Remains of German victims of Istanbul attack flown home

Seven suspects have been detained in connection with the attacks, according to Interior Minister Efkan Ala


Afp January 16, 2016
Hearses carrying coffins of the victims of the January 12 suicide attack leave the forensic building in Istanbul on January 16, 2016. PHOTO: AFP

ISTANBUL: The remains of 10 Germans killed in a suicide attack in the Turkish city of Istanbul were flown home on Saturday, an AFP photographer said.

The bodies of those killed in Tuesday's attack, which has been blamed on the Islamic State group, were put on a plane at Ataturk International Airport to be flown back to Germany for burial.

Another 17 people, mostly German tourists, were wounded in the attack in the historic heart of Istanbul, near the famed Blue Mosque and Hagia Sophia, a towering former Byzantine church that was turned into a mosque before later becoming a museum.

Ten Germans killed in Istanbul suicide bombing, Berlin says

Coffin bearers load a coffin with the remains of a victim of the January 12 suicide attack into a van outside the forensic building in Istanbul on January 16, 2016. PHOTO: AFP

Seven suspects have been detained in connection with the attacks, Interior Minister Efkan Ala said on Thursday.
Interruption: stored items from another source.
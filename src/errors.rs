//! Error types for the frame engine

use thiserror::Error;

use crate::graphlib::NodeId;

/// Main error type for all registration and query operations.
///
/// Registration errors are raised before any graph mutation takes place, so a
/// failed call leaves the frame system exactly as it was. Evaluation errors
/// surface to the caller verbatim and never poison a cache.
#[derive(Error, Debug)]
pub enum FrameError {
    /// A node with this ID is already registered in the graph
    #[error("node ID {0} is already registered")]
    DuplicateId(NodeId),

    /// A node with this name is already registered in the graph
    #[error("node name `{0}` is already registered")]
    DuplicateName(String),

    /// Reference to an axes ID that was never registered
    #[error("axes {0} is not registered")]
    UnknownAxes(NodeId),

    /// Reference to a point ID that was never registered
    #[error("point {0} is not registered")]
    UnknownPoint(NodeId),

    /// Name lookup failed in both alias maps
    #[error("no axes or point named `{0}`")]
    UnknownName(String),

    /// A graph operation referenced a vertex missing from the tree
    #[error("vertex {0} is not part of the graph")]
    UnknownVertex(NodeId),

    /// The two vertices are not connected (cannot happen in a well-formed tree)
    #[error("no path between {from} and {to}")]
    NoPath { from: NodeId, to: NodeId },

    /// Class-specific parentage violation
    #[error("invalid parent for node {id}: {details}")]
    InvalidParent { id: NodeId, details: String },

    /// A non-root inertial or fixed-offset axes was registered without a DCM
    #[error("node {0} requires a DCM relative to its parent")]
    MissingDcm(NodeId),

    /// Text did not name a known rotation sequence
    #[error("invalid rotation sequence `{0}`")]
    InvalidSequence(String),

    /// Input had the wrong number of components
    #[error("dimension mismatch: expected {expected}, found {found}")]
    DimensionMismatch { expected: usize, found: usize },

    /// The ephemeris provider lists several centers or axes for one target
    #[error("ephemeris data for target {0} is ambiguous (multiple centers or axes)")]
    AmbiguousEphemeris(NodeId),

    /// No ephemeris provider, or the provider has no records for the target
    #[error("no ephemeris data available for target {0}")]
    NoEphemeris(NodeId),

    /// The provider cannot satisfy the requested epoch
    #[error("ephemeris data gap for node {id} at epoch {epoch}")]
    DataGap { id: NodeId, epoch: f64 },

    /// An updatable point was queried without a current stamp
    #[error("updatable point {0} has no state for the requested epoch/order")]
    NotUpdated(NodeId),

    /// `update_point` was called on a point that is not of the Updatable class
    #[error("point {0} is not updatable")]
    NotUpdatable(NodeId),

    /// The light-time fixed-point iteration did not converge
    #[error("light-time iteration did not converge after {iterations} iterations")]
    LightTimeNoConverge { iterations: usize },

    /// A query requested a derivative order the system cannot produce
    #[error("query requires derivative order {requested} but only {max} is available")]
    OrderExceeded { requested: usize, max: usize },
}

/// Result type for frame engine operations
pub type Result<T> = std::result::Result<T, FrameError>;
Turkish authorities have identified the Istanbul suicide bomber as a 28-year-old Syrian who entered Turkey on January 5 posing as a migrant fleeing the country's civil war.

Prime Minister Ahmet Davutoglu said the man was a member of Islamic State.

Ankara has often been criticised by its Western allies for not doing enough to combat Islamic State extremists who have seized swathes of territory across the border in Syria and Iraq.

Istanbul suicide blast kills 10 tourists

The forensic building as coffin bearers load a coffin with the remains of a victim of the January 12 suicide attack into a van in Istanbul on January 16, 2016. PHOTO: AFP

Turkey is currently hosting around 2.2 million refugees who have fled the fighting in Syria. Davutoglu warned against seeing all migrants as potential extremists, which he said would be playing into the hands of the "terrorists".

Turkey was hit by three attacks blamed on Islamic State in 2015, including a double suicide bombing in October in Ankara that killed 103 people, the country's worst-ever attack.

All those attacks targeted pro-Kurdish groups, who are vehemently opposed to Islamic State.

The attack on the German tourists, however, was the first time that foreign visitors have been targeted in Istanbul.